→ **Dataset records**:
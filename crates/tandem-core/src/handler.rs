use async_trait::async_trait;

use crate::domain::TaskResult;

/// An async alternative to callback bodies.
///
/// Handlers are shared (`Arc<dyn TaskHandler<S, R>>`), so one handler can back
/// many tasks. The returned result becomes the task's completion signal.
#[async_trait]
pub trait TaskHandler<S, R>: Send + Sync
where
    S: Send + 'static,
    R: Send + 'static,
{
    async fn handle(&self, state: S) -> TaskResult<R>;
}

#[cfg(test)]
mod tests {
    use std::sync::Arc;
    use std::sync::atomic::{AtomicU32, Ordering};

    use super::*;
    use crate::domain::{StopReason, TaskBuilder, TaskError};
    use crate::queue::TaskQueue;

    struct Countdown;

    #[async_trait]
    impl TaskHandler<Arc<AtomicU32>, u32> for Countdown {
        async fn handle(&self, state: Arc<AtomicU32>) -> TaskResult<u32> {
            let left = state.load(Ordering::SeqCst);
            if left == 0 {
                return Err(TaskError::new("nothing left"));
            }
            state.fetch_sub(1, Ordering::SeqCst);
            Ok(left)
        }
    }

    #[tokio::test]
    async fn shared_handler_backs_several_tasks() {
        let queue: TaskQueue<Arc<AtomicU32>, u32> = TaskQueue::new();
        let handler: Arc<dyn TaskHandler<Arc<AtomicU32>, u32>> = Arc::new(Countdown);
        for _ in 0..3 {
            queue
                .push(TaskBuilder::new().handler(Arc::clone(&handler)))
                .unwrap();
        }

        let report = queue.run(Arc::new(AtomicU32::new(2))).await.unwrap();

        assert_eq!(report.reason, StopReason::Stopped);
        assert_eq!(report.error().map(|e| e.message.as_str()), Some("nothing left"));
        assert_eq!(report.state.load(Ordering::SeqCst), 0);
        assert!(queue.is_empty());
    }
}
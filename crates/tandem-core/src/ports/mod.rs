//! Ports: seams for the queue's sources of time and identity.
//!
//! Both are injected through [`TaskQueue::with_parts`](crate::queue::TaskQueue::with_parts)
//! so tests can pin timestamps and id sequences.

pub mod clock;
pub mod id_generator;

pub use self::clock::{Clock, FixedClock, SystemClock};
pub use self::id_generator::{IdGenerator, SequentialIdGenerator};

→ **To do**: Where in the records does the word "nothing" appear? Copy each line that holds it.

→ **Answer for this exercise**:
                return Err(TaskError::new("nothing left"));
        assert_eq!(report.error().map(|e| e.message.as_str()), Some("nothing left"));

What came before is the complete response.